## What you need to do
Please count how many lines below contain the word "staleness" and reply with only that number.

## Records
● ● ● ● ●

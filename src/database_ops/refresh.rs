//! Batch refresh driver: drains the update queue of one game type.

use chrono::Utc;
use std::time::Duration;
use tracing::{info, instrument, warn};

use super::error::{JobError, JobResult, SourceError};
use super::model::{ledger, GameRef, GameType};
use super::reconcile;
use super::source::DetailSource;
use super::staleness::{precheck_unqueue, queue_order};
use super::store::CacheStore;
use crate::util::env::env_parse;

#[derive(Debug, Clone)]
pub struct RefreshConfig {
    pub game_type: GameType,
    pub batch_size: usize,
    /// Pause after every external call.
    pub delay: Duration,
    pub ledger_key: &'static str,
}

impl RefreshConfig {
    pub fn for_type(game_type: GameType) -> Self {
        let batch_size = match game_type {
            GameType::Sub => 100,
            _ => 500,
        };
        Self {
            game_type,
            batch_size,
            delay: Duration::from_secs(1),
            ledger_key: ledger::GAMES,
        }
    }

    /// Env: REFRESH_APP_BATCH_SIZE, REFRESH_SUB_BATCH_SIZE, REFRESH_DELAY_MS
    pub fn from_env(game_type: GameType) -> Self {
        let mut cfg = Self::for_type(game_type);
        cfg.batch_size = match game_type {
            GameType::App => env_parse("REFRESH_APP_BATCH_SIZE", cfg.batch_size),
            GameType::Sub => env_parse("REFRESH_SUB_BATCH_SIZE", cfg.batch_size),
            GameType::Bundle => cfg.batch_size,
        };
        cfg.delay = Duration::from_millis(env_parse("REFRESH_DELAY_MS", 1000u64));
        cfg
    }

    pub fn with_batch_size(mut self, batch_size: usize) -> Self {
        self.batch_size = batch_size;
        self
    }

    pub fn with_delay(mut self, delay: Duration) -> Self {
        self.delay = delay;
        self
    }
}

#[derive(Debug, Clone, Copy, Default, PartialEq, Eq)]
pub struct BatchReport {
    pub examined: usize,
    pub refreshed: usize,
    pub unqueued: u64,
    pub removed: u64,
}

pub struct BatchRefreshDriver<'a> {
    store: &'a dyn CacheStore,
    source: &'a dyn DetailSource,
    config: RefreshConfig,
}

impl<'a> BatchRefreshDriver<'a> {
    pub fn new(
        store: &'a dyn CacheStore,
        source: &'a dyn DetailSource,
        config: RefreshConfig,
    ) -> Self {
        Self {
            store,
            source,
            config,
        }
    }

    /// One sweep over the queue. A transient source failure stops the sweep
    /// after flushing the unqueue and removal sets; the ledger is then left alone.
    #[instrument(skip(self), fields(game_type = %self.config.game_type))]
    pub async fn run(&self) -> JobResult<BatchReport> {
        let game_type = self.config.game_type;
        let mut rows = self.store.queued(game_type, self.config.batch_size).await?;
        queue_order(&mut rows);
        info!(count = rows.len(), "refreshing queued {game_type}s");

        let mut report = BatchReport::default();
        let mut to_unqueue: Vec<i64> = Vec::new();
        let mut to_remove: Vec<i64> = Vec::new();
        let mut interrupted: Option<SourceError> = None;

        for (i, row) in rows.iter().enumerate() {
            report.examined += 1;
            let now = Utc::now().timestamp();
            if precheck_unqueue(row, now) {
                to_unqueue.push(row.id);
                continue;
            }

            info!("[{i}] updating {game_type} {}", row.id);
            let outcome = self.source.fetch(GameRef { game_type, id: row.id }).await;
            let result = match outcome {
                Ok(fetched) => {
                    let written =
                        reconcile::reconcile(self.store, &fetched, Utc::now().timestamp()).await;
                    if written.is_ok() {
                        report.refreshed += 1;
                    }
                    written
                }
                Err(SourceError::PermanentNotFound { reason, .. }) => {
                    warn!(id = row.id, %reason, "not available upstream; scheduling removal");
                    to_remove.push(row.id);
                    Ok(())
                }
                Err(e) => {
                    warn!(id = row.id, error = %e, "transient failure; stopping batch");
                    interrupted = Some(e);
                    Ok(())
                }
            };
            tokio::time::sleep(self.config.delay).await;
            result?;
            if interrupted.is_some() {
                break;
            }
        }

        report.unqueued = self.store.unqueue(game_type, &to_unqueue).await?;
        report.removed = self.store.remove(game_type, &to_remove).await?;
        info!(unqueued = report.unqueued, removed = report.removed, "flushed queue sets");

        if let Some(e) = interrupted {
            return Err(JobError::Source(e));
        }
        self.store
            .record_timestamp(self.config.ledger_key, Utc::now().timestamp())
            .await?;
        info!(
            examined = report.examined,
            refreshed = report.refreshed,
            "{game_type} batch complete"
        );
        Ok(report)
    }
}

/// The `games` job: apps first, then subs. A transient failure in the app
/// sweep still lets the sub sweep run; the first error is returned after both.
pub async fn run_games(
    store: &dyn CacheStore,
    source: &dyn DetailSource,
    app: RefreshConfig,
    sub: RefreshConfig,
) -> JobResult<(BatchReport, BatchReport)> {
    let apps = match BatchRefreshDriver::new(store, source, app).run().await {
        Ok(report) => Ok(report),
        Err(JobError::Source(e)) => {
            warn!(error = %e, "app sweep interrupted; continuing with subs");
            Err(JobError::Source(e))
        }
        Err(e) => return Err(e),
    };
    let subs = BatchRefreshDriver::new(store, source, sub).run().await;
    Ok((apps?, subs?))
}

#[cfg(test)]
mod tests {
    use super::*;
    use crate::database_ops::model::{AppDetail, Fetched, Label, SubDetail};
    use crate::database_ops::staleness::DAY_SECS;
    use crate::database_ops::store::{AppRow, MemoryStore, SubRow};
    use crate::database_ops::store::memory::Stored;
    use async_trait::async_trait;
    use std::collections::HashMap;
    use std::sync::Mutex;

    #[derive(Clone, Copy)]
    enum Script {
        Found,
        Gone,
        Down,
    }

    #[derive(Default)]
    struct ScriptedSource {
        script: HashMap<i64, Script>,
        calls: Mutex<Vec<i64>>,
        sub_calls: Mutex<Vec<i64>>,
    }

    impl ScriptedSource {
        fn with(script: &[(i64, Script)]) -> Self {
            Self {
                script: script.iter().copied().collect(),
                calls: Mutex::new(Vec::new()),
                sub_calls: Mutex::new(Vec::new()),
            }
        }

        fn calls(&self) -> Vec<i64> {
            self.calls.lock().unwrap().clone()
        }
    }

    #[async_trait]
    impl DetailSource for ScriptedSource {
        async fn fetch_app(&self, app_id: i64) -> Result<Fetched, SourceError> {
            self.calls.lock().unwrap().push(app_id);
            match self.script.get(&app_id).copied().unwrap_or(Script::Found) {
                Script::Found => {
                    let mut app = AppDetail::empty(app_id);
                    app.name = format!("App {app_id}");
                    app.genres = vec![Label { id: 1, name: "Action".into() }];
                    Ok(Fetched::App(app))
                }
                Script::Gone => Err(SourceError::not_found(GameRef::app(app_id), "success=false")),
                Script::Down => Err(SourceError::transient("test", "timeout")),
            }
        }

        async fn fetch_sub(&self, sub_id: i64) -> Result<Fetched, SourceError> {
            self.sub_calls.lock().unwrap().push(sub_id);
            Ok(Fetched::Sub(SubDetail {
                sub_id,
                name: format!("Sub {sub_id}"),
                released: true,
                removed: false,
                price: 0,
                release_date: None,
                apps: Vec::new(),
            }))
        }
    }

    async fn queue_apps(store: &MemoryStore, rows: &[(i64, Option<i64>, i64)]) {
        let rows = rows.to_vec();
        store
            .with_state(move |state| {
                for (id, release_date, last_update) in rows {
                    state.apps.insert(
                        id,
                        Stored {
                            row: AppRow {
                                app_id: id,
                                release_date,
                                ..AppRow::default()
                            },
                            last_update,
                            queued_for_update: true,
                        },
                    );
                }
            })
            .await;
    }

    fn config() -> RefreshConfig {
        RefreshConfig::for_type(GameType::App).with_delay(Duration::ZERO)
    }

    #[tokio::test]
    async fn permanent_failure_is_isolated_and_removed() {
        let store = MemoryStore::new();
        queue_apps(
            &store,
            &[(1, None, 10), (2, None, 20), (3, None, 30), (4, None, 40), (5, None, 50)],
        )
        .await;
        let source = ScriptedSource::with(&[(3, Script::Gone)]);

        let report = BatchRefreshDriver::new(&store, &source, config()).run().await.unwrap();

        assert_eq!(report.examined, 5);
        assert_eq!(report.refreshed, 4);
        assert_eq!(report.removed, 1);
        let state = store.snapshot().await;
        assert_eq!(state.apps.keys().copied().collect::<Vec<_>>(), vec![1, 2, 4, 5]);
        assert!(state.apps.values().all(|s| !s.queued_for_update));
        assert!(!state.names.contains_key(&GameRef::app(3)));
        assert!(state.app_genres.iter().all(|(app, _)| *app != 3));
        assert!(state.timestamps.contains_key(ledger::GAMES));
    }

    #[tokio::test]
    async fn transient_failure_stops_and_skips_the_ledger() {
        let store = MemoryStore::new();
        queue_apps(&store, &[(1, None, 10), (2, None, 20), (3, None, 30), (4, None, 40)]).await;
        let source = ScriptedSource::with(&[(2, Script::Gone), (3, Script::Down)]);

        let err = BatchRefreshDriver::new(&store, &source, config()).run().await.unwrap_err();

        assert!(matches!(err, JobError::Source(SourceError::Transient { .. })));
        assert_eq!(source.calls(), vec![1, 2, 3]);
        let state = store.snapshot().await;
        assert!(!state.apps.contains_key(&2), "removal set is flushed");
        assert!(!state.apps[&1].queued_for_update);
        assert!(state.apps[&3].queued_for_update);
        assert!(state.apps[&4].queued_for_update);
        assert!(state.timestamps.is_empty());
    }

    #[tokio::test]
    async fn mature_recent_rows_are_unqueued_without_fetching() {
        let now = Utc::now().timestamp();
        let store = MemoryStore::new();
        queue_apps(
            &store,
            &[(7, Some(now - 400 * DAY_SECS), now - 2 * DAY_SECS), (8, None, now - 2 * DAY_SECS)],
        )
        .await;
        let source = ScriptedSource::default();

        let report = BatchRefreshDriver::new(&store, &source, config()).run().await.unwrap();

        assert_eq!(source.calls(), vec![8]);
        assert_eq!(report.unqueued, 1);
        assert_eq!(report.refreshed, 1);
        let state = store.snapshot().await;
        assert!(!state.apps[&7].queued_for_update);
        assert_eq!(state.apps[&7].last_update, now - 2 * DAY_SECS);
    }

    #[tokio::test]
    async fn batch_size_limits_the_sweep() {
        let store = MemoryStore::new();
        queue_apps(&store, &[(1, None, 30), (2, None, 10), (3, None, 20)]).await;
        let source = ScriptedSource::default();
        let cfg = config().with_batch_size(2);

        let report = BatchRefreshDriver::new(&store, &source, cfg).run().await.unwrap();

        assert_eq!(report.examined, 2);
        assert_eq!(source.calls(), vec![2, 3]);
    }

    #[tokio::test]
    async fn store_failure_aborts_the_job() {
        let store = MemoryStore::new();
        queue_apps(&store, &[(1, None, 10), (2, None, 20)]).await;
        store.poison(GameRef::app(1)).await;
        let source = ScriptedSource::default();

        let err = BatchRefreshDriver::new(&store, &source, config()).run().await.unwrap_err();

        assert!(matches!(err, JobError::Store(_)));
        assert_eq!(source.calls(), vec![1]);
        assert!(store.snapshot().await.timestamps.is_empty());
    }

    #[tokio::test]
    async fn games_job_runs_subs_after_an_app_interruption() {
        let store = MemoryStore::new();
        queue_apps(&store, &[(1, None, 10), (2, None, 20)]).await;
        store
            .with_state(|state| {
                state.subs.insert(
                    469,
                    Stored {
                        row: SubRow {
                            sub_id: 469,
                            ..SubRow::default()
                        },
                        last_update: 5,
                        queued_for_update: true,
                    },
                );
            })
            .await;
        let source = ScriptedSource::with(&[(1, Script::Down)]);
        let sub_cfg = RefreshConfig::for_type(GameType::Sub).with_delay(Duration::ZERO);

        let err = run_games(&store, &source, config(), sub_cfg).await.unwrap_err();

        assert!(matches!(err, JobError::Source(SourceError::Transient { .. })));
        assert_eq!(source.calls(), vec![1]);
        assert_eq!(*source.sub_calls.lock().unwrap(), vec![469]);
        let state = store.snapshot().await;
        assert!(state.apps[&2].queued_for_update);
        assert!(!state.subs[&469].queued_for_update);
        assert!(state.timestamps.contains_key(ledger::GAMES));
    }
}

● ● ● ● ●

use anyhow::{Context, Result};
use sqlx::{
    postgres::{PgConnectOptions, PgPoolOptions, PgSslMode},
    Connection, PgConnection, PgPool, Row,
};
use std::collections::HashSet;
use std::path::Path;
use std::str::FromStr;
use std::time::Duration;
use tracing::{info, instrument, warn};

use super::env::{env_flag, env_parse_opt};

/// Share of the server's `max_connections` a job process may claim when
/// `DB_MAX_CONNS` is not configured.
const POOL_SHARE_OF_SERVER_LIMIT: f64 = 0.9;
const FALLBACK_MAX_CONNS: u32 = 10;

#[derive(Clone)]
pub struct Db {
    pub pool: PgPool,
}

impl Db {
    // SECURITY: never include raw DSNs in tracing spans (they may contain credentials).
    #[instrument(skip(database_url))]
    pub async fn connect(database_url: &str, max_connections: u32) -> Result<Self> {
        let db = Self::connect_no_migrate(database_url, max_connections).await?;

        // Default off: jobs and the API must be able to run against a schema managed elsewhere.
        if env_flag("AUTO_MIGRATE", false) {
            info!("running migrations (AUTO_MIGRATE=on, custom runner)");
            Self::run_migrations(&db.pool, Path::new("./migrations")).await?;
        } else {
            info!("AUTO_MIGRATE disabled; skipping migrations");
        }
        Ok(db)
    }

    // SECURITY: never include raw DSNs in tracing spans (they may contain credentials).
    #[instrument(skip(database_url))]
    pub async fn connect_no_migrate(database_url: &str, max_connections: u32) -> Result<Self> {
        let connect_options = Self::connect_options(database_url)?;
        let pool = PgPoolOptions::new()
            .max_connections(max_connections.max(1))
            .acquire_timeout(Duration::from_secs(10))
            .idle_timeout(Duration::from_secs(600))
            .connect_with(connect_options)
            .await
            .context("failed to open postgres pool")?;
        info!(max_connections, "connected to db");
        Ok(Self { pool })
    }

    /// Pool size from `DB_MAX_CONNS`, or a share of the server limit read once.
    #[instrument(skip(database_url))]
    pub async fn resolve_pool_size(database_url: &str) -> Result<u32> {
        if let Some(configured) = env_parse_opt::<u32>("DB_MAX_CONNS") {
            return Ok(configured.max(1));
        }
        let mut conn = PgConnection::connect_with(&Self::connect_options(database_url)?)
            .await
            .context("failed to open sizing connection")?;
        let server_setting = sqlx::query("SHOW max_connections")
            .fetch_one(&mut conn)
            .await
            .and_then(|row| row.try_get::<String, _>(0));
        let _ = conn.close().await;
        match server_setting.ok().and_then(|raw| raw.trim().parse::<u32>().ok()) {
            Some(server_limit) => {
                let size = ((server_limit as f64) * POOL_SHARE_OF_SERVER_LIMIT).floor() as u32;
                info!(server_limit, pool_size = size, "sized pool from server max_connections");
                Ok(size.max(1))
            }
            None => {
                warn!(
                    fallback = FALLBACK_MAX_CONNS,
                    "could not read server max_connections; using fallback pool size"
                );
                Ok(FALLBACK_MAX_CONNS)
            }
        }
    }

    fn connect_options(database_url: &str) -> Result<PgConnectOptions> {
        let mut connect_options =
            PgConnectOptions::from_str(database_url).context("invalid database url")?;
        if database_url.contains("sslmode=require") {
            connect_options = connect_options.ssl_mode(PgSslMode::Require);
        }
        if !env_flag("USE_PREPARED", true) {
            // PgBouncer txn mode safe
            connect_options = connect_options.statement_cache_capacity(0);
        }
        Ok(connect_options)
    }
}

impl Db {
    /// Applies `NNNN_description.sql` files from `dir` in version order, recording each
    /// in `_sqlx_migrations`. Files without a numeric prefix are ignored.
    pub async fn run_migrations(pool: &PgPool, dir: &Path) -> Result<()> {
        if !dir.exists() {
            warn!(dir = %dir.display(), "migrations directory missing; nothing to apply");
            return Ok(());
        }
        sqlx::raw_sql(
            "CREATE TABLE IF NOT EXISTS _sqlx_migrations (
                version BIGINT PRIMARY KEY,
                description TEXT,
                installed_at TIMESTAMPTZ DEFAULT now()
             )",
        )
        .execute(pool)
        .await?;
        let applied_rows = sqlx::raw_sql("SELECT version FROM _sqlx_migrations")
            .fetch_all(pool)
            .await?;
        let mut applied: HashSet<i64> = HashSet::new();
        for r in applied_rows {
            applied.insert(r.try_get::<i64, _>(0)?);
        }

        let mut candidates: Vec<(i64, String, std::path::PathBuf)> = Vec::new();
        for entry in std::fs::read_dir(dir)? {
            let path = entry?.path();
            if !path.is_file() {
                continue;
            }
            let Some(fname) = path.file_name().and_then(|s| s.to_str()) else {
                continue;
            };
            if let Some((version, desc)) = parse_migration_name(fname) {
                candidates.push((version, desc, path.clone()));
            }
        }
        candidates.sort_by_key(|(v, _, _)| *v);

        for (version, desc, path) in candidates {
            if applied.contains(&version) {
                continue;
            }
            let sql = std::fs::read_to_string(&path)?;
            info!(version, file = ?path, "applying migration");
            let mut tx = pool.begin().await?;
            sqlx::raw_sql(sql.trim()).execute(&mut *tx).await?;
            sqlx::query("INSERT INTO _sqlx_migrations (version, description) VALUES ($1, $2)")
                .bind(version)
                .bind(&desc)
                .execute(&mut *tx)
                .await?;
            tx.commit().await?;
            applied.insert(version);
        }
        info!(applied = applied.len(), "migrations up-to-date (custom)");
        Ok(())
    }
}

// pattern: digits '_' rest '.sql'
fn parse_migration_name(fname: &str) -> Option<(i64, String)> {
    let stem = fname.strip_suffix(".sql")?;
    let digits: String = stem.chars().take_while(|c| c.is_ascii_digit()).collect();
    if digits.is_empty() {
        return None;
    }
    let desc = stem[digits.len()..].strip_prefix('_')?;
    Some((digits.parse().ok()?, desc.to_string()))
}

● ● ● ● ●

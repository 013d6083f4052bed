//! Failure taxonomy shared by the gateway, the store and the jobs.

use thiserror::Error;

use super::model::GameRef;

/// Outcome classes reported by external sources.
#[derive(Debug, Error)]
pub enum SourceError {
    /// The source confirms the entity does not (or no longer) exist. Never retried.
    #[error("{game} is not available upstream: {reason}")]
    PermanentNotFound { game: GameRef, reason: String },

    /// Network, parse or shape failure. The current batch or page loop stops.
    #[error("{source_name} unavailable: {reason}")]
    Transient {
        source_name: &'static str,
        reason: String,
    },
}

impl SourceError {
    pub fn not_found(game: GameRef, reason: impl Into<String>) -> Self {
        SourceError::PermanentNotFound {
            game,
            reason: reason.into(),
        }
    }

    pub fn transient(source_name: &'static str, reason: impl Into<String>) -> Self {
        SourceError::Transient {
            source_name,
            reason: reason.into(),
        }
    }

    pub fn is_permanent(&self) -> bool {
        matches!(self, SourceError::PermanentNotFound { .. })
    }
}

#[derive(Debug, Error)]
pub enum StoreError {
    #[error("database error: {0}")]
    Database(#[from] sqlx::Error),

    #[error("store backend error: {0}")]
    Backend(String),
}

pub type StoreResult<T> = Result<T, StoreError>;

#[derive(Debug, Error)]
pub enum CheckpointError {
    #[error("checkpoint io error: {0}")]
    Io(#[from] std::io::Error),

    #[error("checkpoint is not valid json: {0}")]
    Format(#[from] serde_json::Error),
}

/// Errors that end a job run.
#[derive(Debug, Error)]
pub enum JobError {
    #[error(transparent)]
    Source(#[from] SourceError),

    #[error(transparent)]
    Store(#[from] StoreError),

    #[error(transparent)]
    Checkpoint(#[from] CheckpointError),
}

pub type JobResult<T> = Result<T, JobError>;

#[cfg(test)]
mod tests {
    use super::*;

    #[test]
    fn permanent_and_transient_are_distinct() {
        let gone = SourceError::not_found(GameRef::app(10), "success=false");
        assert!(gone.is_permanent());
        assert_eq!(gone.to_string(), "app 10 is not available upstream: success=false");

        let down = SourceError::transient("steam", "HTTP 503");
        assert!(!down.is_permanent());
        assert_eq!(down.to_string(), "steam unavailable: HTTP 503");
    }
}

● ● ● ● ●

## Exercise result
2